Spot each line in the data below containing "cycles" and copy it.
*** Task data ***
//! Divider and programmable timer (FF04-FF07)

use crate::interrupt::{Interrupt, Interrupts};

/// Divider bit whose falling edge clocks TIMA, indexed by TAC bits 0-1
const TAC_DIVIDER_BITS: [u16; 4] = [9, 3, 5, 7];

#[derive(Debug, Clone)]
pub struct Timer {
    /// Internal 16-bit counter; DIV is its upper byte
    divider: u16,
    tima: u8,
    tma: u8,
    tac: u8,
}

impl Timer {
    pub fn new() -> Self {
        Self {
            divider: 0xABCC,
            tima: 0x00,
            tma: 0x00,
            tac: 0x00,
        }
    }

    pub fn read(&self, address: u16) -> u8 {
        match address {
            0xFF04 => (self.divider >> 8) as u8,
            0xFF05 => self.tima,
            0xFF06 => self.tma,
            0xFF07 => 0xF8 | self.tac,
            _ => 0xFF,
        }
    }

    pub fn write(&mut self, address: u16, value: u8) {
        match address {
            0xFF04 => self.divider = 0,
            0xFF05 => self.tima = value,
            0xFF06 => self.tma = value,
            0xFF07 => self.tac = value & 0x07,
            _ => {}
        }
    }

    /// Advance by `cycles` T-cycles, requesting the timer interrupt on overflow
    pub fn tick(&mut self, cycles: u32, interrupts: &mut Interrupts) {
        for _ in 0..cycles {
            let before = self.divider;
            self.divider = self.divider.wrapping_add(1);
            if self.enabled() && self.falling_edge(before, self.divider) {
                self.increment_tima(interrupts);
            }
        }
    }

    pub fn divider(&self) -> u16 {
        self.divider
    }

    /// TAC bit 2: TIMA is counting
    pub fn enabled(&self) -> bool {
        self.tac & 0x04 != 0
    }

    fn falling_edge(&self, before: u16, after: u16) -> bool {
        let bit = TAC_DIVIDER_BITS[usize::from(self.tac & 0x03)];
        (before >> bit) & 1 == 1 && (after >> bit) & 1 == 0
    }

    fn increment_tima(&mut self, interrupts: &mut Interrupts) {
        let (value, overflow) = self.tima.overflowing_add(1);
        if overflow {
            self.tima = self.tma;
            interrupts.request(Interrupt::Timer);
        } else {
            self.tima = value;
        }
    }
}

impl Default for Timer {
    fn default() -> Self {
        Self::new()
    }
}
***
▶ Output for this task:
    /// Advance by `cycles` T-cycles, requesting the timer interrupt on overflow
    pub fn tick(&mut self, cycles: u32, interrupts: &mut Interrupts) {
        for _ in 0..cycles {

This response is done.